Dengue se agrava no Brasil: SUS vacinará crianças e adolescentes, mas prevenção ainda é essencial
5 de fevereiro de 2024
O Sistema Único de Saúde (SUS) anunciou a disponibilização, a partir de fevereiro, do imunizante Qdenga, que protege contra o vírus da dengue. O Brasil será o primeiro país do mundo a oferecer o imunizante através do sistema público de saúde, uma importante conquista para toda a população. A vacina foi incorporada oficialmente ao Programa Nacional de Imunizações (PNI) ainda no final de 2023 e será oferecida de acordo com um plano nacional de distribuição de doses.
Vale destacar que, de acordo com a Anvisa, a Qdenga não é indicada para pessoas com mais de 60 anos, considerando que não foram concluídos os estudos necessários à avaliação da eficácia da vacina nesta faixa etária. Assim, com o avanço da campanha de vacinação, deverão ser vacinados os brasileiros de quatro a 60 anos. No momento, no entanto, devido ao número limitado de doses, a vacinação pelo SUS contemplará inicialmente crianças e adolescentes de 10 a 14 anos de 521 cidades.
Esquema de vacinação em duas doses
A Farmacêutica Takeda, que produz a vacina, informou possuir uma capacidade ainda limitada para a produção de doses. Assim, segundo informações do Ministério da Saúde, o SUS oferecerá inicialmente 6,2 milhões de doses do imunizante, a serem distribuídas ao longo de todo o ano de 2024. A Qdenga é administrada em um esquema de duas doses, com intervalo de três meses entre as aplicações – alcançando, portanto, a imunização de cerca de 3,1 milhões de crianças e adolescentes no primeiro ano de distribuição.
Um diferencial importante é que tanto aqueles que já tiveram dengue, quanto aqueles que nunca foram infectados, podem receber a vacina – a Qdenga é a primeira vacina liberada no Brasil para pessoas que nunca entraram em contato com o vírus da dengue.
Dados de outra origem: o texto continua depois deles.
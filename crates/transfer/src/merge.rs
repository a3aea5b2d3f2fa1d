//! Ordered reassembly of a session's chunks into the final artifact.

use std::io::{BufWriter, ErrorKind, Read, Write};
use std::path::{Path, PathBuf};
use std::sync::Arc;

use chrono::{DateTime, Utc};
use chunkpost_protocol::{FailureReason, UploadStatus};
use sha2::{Digest, Sha256};
use tracing::{debug, info, warn};

use crate::TransferError;
use crate::config::ChunkCleanup;
use crate::registry::SessionEntry;
use crate::store::ChunkStore;

const COPY_BUF_SIZE: usize = 64 * 1024;

/// A published, fully merged file.
#[derive(Debug, Clone, PartialEq, Eq)]
pub struct FinalArtifact {
    pub path: PathBuf,
    /// Sum of all chunk lengths.
    pub len: u64,
    /// SHA-256 hex digest of the whole artifact.
    pub sha256: String,
    pub completed_at: DateTime<Utc>,
}

/// Counts and hashes everything written through it.
struct HashingWriter<W> {
    inner: W,
    hasher: Sha256,
    written: u64,
}

impl<W: Write> Write for HashingWriter<W> {
    fn write(&mut self, buf: &[u8]) -> std::io::Result<usize> {
        let n = self.inner.write(buf)?;
        self.hasher.update(&buf[..n]);
        self.written += n as u64;
        Ok(n)
    }

    fn flush(&mut self) -> std::io::Result<()> {
        self.inner.flush()
    }
}

/// Concatenates chunks `0..total` in order and publishes the result.
pub struct MergeCoordinator {
    store: Arc<dyn ChunkStore>,
    output_dir: PathBuf,
    cleanup: ChunkCleanup,
}

impl MergeCoordinator {
    pub fn new(store: Arc<dyn ChunkStore>, output_dir: PathBuf, cleanup: ChunkCleanup) -> Self {
        Self {
            store,
            output_dir,
            cleanup,
        }
    }

    /// Path the session's artifact is published under.
    pub fn final_path(&self, entry: &SessionEntry) -> PathBuf {
        self.output_dir.join(entry.key().as_str())
    }

    /// Merges a session that is in `Merging`.
    ///
    /// Blocking; run it on a blocking pool. The caller records the outcome
    /// on failure (see [`failure_reason`](Self::failure_reason)); success is
    /// recorded here, atomically with publication.
    pub fn merge(&self, entry: &SessionEntry) -> Result<FinalArtifact, TransferError> {
        let key = entry.key();
        std::fs::create_dir_all(&self.output_dir).map_err(TransferError::FinalWrite)?;

        let final_path = self.final_path(entry);
        let temp_path = self
            .output_dir
            .join(format!(".{key}.{}.partial", uuid::Uuid::new_v4()));

        debug!(session = %key, total = entry.total_chunks(), temp = %temp_path.display(), "merging chunks");

        let (len, sha256) = match self.write_temp(entry, &temp_path) {
            Ok(v) => v,
            Err(e) => {
                let _ = std::fs::remove_file(&temp_path);
                // An abort deletes chunks underneath us; report the abort,
                // not the missing chunk it caused.
                if entry.upload_status() == UploadStatus::Failed {
                    return Err(TransferError::MergeAborted);
                }
                return Err(e);
            }
        };

        // Linking fails instead of replacing an existing final file.
        let published = entry.finish_merge(|| {
            std::fs::hard_link(&temp_path, &final_path).map_err(|e| {
                if e.kind() == ErrorKind::AlreadyExists {
                    TransferError::Publication(format!("{} already exists", final_path.display()))
                } else {
                    TransferError::Publication(format!(
                        "link to {} failed: {e}",
                        final_path.display()
                    ))
                }
            })?;
            Ok(FinalArtifact {
                path: final_path.clone(),
                len,
                sha256: sha256.clone(),
                completed_at: Utc::now(),
            })
        });

        if let Err(e) = std::fs::remove_file(&temp_path) {
            warn!(session = %key, temp = %temp_path.display(), error = %e, "failed to remove temporary merge file");
        }

        let artifact = match published {
            Some(Ok(artifact)) => artifact,
            Some(Err(e)) => return Err(e),
            None => return Err(TransferError::MergeAborted),
        };

        // Chunks are only reclaimed once the artifact is visible.
        match self.store.delete_session(key) {
            Ok(removed) => debug!(session = %key, removed, "reclaimed chunks"),
            Err(e) => warn!(session = %key, error = %e, "failed to reclaim chunks after merge"),
        }

        info!(
            session = %key,
            path = %artifact.path.display(),
            bytes = artifact.len,
            "artifact published"
        );
        Ok(artifact)
    }

    /// Streams every chunk into `temp_path`, returning `(len, sha256)`.
    ///
    /// Failures writing the temporary file are `FinalWrite`; failures
    /// reading chunks keep their store error.
    fn write_temp(
        &self,
        entry: &SessionEntry,
        temp_path: &Path,
    ) -> Result<(u64, String), TransferError> {
        let key = entry.key();
        let file = std::fs::OpenOptions::new()
            .write(true)
            .create_new(true)
            .open(temp_path)
            .map_err(TransferError::FinalWrite)?;
        let mut out = HashingWriter {
            inner: BufWriter::new(file),
            hasher: Sha256::new(),
            written: 0,
        };

        for index in 0..entry.total_chunks() {
            let mut reader = self
                .store
                .open(key, index)?
                .ok_or(TransferError::MissingChunkAtMerge { index })?;
            copy_chunk(&mut reader, &mut out)?;
            drop(reader);

            if self.cleanup == ChunkCleanup::Eager {
                // The copy must be durable before its source goes away.
                out.flush().map_err(TransferError::FinalWrite)?;
                out.inner
                    .get_ref()
                    .sync_data()
                    .map_err(TransferError::FinalWrite)?;
                self.store.delete(key, index)?;
            }
        }

        out.flush().map_err(TransferError::FinalWrite)?;
        out.inner
            .get_ref()
            .sync_all()
            .map_err(TransferError::FinalWrite)?;
        Ok((out.written, hex::encode(out.hasher.finalize())))
    }

    /// How a failed merge is recorded on the session. `None` means the
    /// session already reached a terminal state on its own.
    pub fn failure_reason(err: &TransferError) -> Option<FailureReason> {
        match err {
            TransferError::MergeAborted => None,
            TransferError::MissingChunkAtMerge { index } => {
                Some(FailureReason::MissingChunk { index: *index })
            }
            TransferError::Publication(message) => Some(FailureReason::Publication {
                message: message.clone(),
            }),
            other => Some(FailureReason::Storage {
                message: other.to_string(),
            }),
        }
    }
}

fn copy_chunk<R: Read + ?Sized, W: Write>(
    reader: &mut R,
    out: &mut W,
) -> Result<(), TransferError> {
    let mut buf = vec![0u8; COPY_BUF_SIZE];
    loop {
        let n = match reader.read(&mut buf) {
            Ok(0) => return Ok(()),
            Ok(n) => n,
            Err(e) if e.kind() == ErrorKind::Interrupted => continue,
            Err(e) => return Err(TransferError::Io(e)),
        };
        out.write_all(&buf[..n]).map_err(TransferError::FinalWrite)?;
    }
}

#[cfg(test)]
mod tests {
    use super::*;
    use crate::registry::{ChunkRecord, Receipt};
    use crate::store::FilesystemChunkStore;
    use crate::checksum_bytes;
    use chunkpost_protocol::SessionKey;
    use tempfile::TempDir;

    struct Fixture {
        _dir: TempDir,
        store: Arc<FilesystemChunkStore>,
        output: PathBuf,
    }

    fn fixture() -> Fixture {
        let dir = TempDir::new().unwrap();
        let store = Arc::new(FilesystemChunkStore::new(dir.path().join("chunks")).unwrap());
        let output = dir.path().join("out");
        Fixture {
            _dir: dir,
            store,
            output,
        }
    }

    /// Stores `parts` and records them so the session is ready to merge.
    fn ready_session(store: &FilesystemChunkStore, parts: &[&[u8]]) -> SessionEntry {
        let entry = SessionEntry::new(
            SessionKey::new("tok", "clip.mp4"),
            "clip.mp4".into(),
            parts.len() as u32,
        );
        let mut last = None;
        for (i, part) in parts.iter().enumerate() {
            store.put(entry.key(), i as u32, part).unwrap();
            last = Some(
                entry
                    .mark_received(
                        i as u32,
                        ChunkRecord {
                            len: part.len() as u64,
                            sha256: checksum_bytes(part),
                        },
                    )
                    .unwrap(),
            );
        }
        assert_eq!(last, Some(Receipt::Complete));
        entry
    }

    fn coordinator(f: &Fixture, cleanup: ChunkCleanup) -> MergeCoordinator {
        let store: Arc<dyn ChunkStore> = f.store.clone();
        MergeCoordinator::new(store, f.output.clone(), cleanup)
    }

    #[test]
    fn merge_concatenates_in_order_and_reclaims_chunks() {
        let f = fixture();
        let entry = ready_session(&f.store, &[b"The quick ", b"brown fox ", b"jumps"]);
        let artifact = coordinator(&f, ChunkCleanup::AfterPublish)
            .merge(&entry)
            .unwrap();

        let content = std::fs::read(&artifact.path).unwrap();
        assert_eq!(&content, b"The quick brown fox jumps");
        assert_eq!(artifact.len, 25);
        assert_eq!(artifact.sha256, checksum_bytes(b"The quick brown fox jumps"));
        assert_eq!(artifact.path, f.output.join("tok-clip.mp4"));
        assert_eq!(entry.upload_status(), UploadStatus::Completed);
        assert!(f.store.list_indices(entry.key()).unwrap().is_empty());

        // No temporary files left behind.
        let names: Vec<_> = std::fs::read_dir(&f.output)
            .unwrap()
            .flatten()
            .map(|e| e.file_name())
            .collect();
        assert_eq!(names.len(), 1);
    }

    #[test]
    fn merge_is_byte_exact() {
        let f = fixture();
        let a: Vec<u8> = (0..=255u8).collect();
        let b = b"\r\n\0\r\n".to_vec();
        let entry = ready_session(&f.store, &[&a, &b]);
        let artifact = coordinator(&f, ChunkCleanup::AfterPublish)
            .merge(&entry)
            .unwrap();
        let mut expected = a.clone();
        expected.extend_from_slice(&b);
        assert_eq!(std::fs::read(&artifact.path).unwrap(), expected);
    }

    #[test]
    fn missing_chunk_aborts_and_preserves_others() {
        let f = fixture();
        let entry = ready_session(&f.store, &[b"aa", b"bb", b"cc"]);
        f.store.delete(entry.key(), 1).unwrap();

        let err = coordinator(&f, ChunkCleanup::AfterPublish)
            .merge(&entry)
            .unwrap_err();
        assert!(matches!(err, TransferError::MissingChunkAtMerge { index: 1 }));
        assert_eq!(
            MergeCoordinator::failure_reason(&err),
            Some(FailureReason::MissingChunk { index: 1 })
        );
        assert_eq!(f.store.list_indices(entry.key()).unwrap(), vec![0, 2]);
        assert!(!f.output.join("tok-clip.mp4").exists());
        assert_eq!(std::fs::read_dir(&f.output).unwrap().count(), 0);
    }

    #[test]
    fn existing_final_path_is_publication_failure() {
        let f = fixture();
        let entry = ready_session(&f.store, &[b"new"]);
        std::fs::create_dir_all(&f.output).unwrap();
        std::fs::write(f.output.join("tok-clip.mp4"), b"old").unwrap();

        let err = coordinator(&f, ChunkCleanup::AfterPublish)
            .merge(&entry)
            .unwrap_err();
        assert!(matches!(err, TransferError::Publication(_)));
        assert_eq!(std::fs::read(f.output.join("tok-clip.mp4")).unwrap(), b"old");
        assert_eq!(f.store.list_indices(entry.key()).unwrap(), vec![0]);
        assert_eq!(std::fs::read_dir(&f.output).unwrap().count(), 1);
        assert_eq!(entry.upload_status(), UploadStatus::Merging);
    }

    #[test]
    fn unwritable_output_is_final_write_failure() {
        let f = fixture();
        let entry = ready_session(&f.store, &[b"a", b"b"]);
        // A regular file where the output directory should be.
        std::fs::write(&f.output, b"not a directory").unwrap();

        let err = coordinator(&f, ChunkCleanup::AfterPublish)
            .merge(&entry)
            .unwrap_err();
        assert!(matches!(err, TransferError::FinalWrite(_)));
        assert_eq!(err.code(), chunkpost_protocol::ErrorCode::StorageWriteFailure);
        assert!(matches!(
            MergeCoordinator::failure_reason(&err),
            Some(FailureReason::Storage { .. })
        ));
        assert_eq!(f.store.list_indices(entry.key()).unwrap(), vec![0, 1]);
    }

    #[test]
    fn copy_chunk_separates_write_failures() {
        struct Full;
        impl Write for Full {
            fn write(&mut self, _: &[u8]) -> std::io::Result<usize> {
                Err(std::io::Error::other("disk full"))
            }
            fn flush(&mut self) -> std::io::Result<()> {
                Ok(())
            }
        }

        let mut src: &[u8] = b"payload";
        let err = copy_chunk(&mut src, &mut Full).unwrap_err();
        assert!(matches!(err, TransferError::FinalWrite(_)));

        let mut src: &[u8] = b"payload";
        let mut sink = Vec::new();
        copy_chunk(&mut src, &mut sink).unwrap();
        assert_eq!(sink, b"payload");
    }

    #[test]
    fn aborted_session_is_not_published() {
        let f = fixture();
        let entry = ready_session(&f.store, &[b"x", b"y"]);
        entry.abort().unwrap();

        let err = coordinator(&f, ChunkCleanup::AfterPublish)
            .merge(&entry)
            .unwrap_err();
        assert!(matches!(err, TransferError::MergeAborted));
        assert!(MergeCoordinator::failure_reason(&err).is_none());
        assert!(!f.output.join("tok-clip.mp4").exists());
    }

    #[test]
    fn eager_cleanup_deletes_while_copying() {
        let f = fixture();
        let entry = ready_session(&f.store, &[b"1", b"2", b"3"]);
        f.store.delete(entry.key(), 2).unwrap();

        let err = coordinator(&f, ChunkCleanup::Eager)
            .merge(&entry)
            .unwrap_err();
        assert!(matches!(err, TransferError::MissingChunkAtMerge { index: 2 }));
        // Chunks already copied were consumed.
        assert!(f.store.list_indices(entry.key()).unwrap().is_empty());
    }

    #[test]
    fn eager_cleanup_merges_correctly() {
        let f = fixture();
        let entry = ready_session(&f.store, &[b"ab", b"cd"]);
        let artifact = coordinator(&f, ChunkCleanup::Eager).merge(&entry).unwrap();
        assert_eq!(std::fs::read(&artifact.path).unwrap(), b"abcd");
    }
}
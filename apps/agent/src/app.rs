//! Long-running service mode.

use std::sync::Arc;

use chunkpost_transfer::{Sweeper, UploadService};

use crate::config::Config;

/// Runs the upload service until shutdown is requested.
pub async fn run(config: Config) -> anyhow::Result<()> {
    let upload = config.upload.clone();
    tracing::info!(
        chunk_dir = %upload.chunk_dir.display(),
        output_dir = %upload.output_dir.display(),
        "opening chunk store"
    );

    let service = Arc::new(UploadService::from_config(upload)?);

    // Sessions interrupted by the last shutdown.
    let restored = service.recover().await?;
    if restored > 0 {
        tracing::info!(restored, "resumed interrupted uploads");
    }

    let sweeper = Sweeper::start(Arc::clone(&service), service.config().sweep_interval());

    tracing::info!(name = %config.name, "agent ready");

    tokio::signal::ctrl_c().await?;
    tracing::info!("SIGINT received, shutting down");

    tracing::info!("stopping services...");
    sweeper.stop().await;

    Ok(())
}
Não poderão ser imunizados, porém, os pacientes com o sistema imunológico comprometido, os que enfrentam alguma condição imunossupressora, bem como as gestantes e lactantes.
Explosão de casos de dengue
Os casos de dengue têm disparado no Brasil. De acordo com o Ministério da Saúde, só em 2024, foram registrados 243.721 casos prováveis da doença, quase quatro vezes o número observado no mesmo período do ano passado (65.336). Segundo a Fiocruz, os casos da doença podem chegar a 5 milhões neste ano, mais do que o triplo do registrado em 2023 (1,6 milhão). Devido ao aumento de casos, a busca pela vacina na rede privada disparou, apesar do preço salgado – a dose custa ao redor de R$ 400, sendo que são necessárias duas doses, com intervalo de três meses entre as aplicações.
Vacina do Butantan
Há uma vacina contra a dengue sendo desenvolvida pelo Instituto Butantan, de São Paulo, que já teve sua eficácia confirmada em artigo publicado no último dia 31/1 na revista científica "New England Journal of Medicine" (NEJM). O estudo demonstrou a eficácia geral de 79,6% do imunizante. A expectativa é que, ainda neste ano, o Instituto busque o pedido de registro do produto à Anvisa. Porém, assim como a Qdenga, a vacina brasileira não foi testada no público acima de 60 anos e, por isso, não é recomendada para essa faixa etária.
“Neste ano, com os dados já publicados, os cientistas devem começar o recrutamento da população mais velha para os ensaios clínicos, obtendo, assim, informações que vão auxiliar na indicação da vacina para a população”, aponta um comunicado do Instituto.
É necessário prevenir
Entidades como o Conselho Nacional de Secretarias Municipais de Saúde (Conasems) afirmam que os impactos da vacinação ainda levarão alguns anos para serem sentidos. Desse modo, as medidas já conhecidas de combate ao mosquito Aedes Aegypti continuam sendo indispensáveis neste verão.
A eliminação de criadouros do mosquito, a exemplo dos recipientes que acumulam água parada, permanece sendo um cuidado essencial para a proteção contra a dengue. É importante realizar vistorias em nossas residências de modo constante, descartando objetos que possam servir de abrigo para os ovos do mosquito. Além disso, a utilização de repelentes, de telas em janelas e portas, assim como o uso de roupas que cubram a maior parte do corpo são práticas eficazes para evitar as temidas picadas do Aedes Aegypti.